■ **TO DO**:
From the entries provided below, copy each line that contains the word "SimulatedHost".

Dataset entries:
---
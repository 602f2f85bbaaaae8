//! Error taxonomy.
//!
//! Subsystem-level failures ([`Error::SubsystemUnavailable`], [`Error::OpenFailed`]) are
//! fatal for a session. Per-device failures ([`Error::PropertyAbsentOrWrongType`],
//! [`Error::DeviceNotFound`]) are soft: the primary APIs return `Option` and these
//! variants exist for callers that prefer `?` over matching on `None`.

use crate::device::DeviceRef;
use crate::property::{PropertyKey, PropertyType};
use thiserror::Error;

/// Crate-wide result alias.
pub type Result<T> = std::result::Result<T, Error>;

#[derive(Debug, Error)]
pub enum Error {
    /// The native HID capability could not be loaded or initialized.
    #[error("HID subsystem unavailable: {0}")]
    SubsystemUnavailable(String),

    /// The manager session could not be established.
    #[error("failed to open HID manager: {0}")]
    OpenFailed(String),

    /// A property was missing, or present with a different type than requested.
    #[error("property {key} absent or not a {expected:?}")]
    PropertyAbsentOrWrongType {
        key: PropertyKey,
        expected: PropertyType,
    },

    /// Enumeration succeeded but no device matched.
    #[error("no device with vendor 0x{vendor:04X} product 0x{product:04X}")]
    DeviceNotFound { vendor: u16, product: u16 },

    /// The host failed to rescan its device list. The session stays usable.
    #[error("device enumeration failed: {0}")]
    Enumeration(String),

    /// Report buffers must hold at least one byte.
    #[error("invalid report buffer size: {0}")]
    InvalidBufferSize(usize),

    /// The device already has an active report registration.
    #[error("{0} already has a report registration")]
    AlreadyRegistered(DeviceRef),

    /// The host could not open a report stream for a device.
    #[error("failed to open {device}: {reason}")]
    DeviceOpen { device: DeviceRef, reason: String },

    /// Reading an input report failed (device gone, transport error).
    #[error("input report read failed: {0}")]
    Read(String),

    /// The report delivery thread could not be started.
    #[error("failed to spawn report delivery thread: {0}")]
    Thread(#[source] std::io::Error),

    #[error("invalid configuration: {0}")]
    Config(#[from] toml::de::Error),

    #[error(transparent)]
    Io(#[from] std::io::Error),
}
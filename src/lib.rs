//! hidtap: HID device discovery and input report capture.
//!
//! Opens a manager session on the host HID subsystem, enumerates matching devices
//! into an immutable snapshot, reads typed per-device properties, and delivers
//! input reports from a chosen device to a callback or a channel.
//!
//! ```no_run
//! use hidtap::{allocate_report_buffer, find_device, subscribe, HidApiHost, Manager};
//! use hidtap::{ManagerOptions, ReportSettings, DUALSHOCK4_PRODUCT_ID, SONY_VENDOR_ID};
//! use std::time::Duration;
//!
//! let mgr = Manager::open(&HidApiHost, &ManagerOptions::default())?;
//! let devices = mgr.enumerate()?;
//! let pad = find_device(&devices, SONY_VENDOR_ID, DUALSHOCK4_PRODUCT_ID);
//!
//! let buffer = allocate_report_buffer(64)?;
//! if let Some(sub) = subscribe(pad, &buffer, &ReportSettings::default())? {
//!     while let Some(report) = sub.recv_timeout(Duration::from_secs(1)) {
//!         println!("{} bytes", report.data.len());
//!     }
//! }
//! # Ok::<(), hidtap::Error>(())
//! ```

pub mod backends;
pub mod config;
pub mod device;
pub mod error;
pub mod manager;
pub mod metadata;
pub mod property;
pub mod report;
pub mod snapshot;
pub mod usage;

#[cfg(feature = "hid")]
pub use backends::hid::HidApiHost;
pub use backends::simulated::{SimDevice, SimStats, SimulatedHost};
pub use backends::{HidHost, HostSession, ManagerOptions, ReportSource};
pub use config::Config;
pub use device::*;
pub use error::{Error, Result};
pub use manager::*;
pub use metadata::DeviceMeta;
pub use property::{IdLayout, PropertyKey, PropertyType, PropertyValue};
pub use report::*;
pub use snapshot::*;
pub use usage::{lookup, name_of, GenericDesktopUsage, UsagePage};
---
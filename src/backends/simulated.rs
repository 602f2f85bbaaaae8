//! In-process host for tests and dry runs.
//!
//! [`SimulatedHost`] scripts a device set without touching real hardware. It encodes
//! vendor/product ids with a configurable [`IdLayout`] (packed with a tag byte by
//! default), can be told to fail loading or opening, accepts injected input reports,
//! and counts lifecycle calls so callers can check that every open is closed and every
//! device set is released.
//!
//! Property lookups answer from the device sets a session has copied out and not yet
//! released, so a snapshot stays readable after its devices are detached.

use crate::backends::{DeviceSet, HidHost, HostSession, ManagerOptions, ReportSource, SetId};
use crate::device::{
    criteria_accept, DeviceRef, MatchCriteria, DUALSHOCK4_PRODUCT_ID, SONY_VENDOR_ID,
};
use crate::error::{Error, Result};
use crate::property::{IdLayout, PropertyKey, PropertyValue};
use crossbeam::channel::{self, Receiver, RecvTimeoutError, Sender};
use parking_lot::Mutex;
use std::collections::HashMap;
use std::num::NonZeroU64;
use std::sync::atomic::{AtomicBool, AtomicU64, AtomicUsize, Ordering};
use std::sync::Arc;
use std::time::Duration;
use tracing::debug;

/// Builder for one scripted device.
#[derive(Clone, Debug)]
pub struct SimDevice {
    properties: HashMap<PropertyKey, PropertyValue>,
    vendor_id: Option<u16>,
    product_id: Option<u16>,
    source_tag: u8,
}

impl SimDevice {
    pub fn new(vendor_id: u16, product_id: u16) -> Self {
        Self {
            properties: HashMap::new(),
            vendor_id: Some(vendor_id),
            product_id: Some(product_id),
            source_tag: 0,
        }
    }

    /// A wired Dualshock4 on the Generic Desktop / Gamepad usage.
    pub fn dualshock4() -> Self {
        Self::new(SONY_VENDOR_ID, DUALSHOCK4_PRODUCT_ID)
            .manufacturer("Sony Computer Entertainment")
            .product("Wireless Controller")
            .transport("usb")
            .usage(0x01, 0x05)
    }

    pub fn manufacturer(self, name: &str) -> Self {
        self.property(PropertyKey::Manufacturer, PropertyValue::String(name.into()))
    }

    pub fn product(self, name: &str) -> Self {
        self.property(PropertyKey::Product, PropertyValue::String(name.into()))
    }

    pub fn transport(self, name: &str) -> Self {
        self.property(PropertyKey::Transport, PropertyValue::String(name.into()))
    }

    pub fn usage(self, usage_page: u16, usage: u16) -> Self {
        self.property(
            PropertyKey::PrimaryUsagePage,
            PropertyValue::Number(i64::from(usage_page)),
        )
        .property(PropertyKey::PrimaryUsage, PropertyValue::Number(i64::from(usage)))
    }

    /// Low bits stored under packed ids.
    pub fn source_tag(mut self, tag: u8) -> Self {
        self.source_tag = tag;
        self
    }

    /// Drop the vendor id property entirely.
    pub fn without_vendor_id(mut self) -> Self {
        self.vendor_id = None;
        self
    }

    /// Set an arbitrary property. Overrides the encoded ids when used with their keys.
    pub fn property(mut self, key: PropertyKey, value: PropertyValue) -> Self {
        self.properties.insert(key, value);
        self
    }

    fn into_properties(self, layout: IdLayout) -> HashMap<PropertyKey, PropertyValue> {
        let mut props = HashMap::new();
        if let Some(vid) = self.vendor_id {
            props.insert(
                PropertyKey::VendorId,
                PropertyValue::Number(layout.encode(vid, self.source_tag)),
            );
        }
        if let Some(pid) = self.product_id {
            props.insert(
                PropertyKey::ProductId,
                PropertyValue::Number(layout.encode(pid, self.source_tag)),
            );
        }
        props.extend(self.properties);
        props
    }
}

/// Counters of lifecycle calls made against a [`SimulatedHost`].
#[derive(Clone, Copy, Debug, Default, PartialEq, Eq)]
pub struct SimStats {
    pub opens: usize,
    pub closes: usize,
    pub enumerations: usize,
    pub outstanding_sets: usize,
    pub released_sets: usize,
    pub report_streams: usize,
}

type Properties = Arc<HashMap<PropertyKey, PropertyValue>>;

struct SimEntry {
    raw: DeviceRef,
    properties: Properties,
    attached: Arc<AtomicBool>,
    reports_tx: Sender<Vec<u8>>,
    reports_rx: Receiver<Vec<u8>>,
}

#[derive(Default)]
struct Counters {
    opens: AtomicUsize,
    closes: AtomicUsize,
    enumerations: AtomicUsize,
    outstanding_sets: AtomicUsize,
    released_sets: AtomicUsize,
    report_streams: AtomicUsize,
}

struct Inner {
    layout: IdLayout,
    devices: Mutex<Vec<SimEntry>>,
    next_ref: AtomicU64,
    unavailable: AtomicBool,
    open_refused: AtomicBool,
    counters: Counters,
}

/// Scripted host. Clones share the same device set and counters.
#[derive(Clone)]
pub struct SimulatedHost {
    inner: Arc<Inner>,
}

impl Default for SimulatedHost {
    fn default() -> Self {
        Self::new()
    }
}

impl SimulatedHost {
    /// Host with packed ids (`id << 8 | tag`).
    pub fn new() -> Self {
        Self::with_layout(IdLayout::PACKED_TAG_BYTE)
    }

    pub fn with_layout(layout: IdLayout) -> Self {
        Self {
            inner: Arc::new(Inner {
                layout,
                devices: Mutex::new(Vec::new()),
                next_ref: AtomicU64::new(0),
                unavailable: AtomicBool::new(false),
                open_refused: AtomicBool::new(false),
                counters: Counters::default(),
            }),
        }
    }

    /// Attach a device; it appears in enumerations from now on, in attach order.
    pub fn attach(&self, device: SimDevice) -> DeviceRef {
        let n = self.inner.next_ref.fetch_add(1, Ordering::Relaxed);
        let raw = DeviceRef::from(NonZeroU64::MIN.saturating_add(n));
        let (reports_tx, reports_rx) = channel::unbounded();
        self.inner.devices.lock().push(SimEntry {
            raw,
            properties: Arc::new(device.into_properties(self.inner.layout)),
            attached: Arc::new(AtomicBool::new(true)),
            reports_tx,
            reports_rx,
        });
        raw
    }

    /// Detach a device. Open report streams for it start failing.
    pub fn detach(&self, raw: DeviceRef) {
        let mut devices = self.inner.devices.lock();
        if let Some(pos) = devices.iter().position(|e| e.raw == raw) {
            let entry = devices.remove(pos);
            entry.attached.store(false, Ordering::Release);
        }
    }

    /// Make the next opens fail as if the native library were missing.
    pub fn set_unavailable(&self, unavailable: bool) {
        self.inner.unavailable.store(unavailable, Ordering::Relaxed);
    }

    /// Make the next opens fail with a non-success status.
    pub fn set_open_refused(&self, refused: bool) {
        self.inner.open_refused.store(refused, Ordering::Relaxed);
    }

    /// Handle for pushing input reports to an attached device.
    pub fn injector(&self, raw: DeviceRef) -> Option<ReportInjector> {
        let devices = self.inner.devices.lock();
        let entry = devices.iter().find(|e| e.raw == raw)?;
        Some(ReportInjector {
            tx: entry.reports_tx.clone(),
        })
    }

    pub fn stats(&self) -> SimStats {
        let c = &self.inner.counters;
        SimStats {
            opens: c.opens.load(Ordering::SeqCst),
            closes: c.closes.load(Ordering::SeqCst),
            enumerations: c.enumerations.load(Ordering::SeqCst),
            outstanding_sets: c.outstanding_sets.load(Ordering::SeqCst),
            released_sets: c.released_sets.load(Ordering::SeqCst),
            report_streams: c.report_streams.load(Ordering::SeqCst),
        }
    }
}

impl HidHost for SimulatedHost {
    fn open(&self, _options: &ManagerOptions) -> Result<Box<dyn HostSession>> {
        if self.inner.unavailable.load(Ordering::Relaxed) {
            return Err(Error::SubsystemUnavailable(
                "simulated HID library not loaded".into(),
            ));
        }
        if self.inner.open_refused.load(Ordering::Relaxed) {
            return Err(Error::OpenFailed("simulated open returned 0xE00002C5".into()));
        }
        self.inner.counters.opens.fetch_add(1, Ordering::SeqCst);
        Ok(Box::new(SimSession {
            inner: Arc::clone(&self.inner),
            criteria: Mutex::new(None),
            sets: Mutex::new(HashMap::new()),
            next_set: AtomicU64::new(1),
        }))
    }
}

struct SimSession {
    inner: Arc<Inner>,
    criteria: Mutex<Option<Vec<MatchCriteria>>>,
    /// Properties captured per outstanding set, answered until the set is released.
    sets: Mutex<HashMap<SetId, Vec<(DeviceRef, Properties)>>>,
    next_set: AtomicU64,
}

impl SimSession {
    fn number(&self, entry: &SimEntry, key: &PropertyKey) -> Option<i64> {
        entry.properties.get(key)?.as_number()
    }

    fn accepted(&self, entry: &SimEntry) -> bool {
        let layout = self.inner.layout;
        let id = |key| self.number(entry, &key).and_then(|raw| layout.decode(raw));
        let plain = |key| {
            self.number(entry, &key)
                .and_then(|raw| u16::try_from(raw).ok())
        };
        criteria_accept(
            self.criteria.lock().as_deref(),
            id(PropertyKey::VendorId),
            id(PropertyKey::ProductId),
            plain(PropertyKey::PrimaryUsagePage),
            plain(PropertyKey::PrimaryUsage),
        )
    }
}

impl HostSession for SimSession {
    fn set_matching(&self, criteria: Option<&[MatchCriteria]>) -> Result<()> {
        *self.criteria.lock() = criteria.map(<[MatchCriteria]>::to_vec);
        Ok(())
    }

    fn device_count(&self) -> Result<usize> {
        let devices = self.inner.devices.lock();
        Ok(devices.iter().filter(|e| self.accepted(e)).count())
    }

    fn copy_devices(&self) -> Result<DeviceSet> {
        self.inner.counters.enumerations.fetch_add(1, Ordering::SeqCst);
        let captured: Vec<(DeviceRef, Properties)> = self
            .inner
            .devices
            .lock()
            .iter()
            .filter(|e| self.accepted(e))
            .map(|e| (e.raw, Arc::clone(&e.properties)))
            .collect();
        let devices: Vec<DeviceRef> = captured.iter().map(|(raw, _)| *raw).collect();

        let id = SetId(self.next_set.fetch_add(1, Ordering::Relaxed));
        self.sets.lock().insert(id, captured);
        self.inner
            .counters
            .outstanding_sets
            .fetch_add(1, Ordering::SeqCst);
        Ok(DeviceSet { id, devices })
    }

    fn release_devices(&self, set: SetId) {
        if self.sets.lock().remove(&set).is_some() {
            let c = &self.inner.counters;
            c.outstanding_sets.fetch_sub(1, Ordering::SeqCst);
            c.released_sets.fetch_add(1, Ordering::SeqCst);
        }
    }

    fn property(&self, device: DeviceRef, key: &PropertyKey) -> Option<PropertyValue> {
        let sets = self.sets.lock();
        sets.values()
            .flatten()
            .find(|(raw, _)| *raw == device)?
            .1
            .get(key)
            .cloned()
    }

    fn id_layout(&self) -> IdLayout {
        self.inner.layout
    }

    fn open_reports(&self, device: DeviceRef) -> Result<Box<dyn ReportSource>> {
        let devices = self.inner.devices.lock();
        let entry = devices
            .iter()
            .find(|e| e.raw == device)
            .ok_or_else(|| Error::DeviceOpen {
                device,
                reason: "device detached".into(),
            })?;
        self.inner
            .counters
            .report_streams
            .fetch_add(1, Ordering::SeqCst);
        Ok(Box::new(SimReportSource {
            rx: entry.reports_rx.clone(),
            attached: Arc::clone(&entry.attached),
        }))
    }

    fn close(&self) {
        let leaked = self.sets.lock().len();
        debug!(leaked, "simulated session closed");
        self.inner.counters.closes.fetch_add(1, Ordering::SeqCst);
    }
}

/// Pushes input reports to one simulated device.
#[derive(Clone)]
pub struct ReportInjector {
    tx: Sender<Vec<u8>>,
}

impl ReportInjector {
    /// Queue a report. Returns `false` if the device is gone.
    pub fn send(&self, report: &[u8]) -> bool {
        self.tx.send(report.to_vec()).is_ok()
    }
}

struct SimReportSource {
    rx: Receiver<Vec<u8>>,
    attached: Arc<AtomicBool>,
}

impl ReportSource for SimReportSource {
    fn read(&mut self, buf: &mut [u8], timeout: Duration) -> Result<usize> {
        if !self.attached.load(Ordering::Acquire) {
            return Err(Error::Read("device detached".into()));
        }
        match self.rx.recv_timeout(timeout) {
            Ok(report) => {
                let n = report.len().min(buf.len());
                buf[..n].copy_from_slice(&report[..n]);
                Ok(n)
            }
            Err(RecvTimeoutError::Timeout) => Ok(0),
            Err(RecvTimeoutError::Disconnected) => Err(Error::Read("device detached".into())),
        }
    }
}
---
■ **EXERCISE RESPONSE**:
pub use backends::simulated::{SimDevice, SimStats, SimulatedHost};
//! [`SimulatedHost`] scripts a device set without touching real hardware. It encodes
/// Counters of lifecycle calls made against a [`SimulatedHost`].
pub struct SimulatedHost {
impl Default for SimulatedHost {
impl SimulatedHost {
impl HidHost for SimulatedHost {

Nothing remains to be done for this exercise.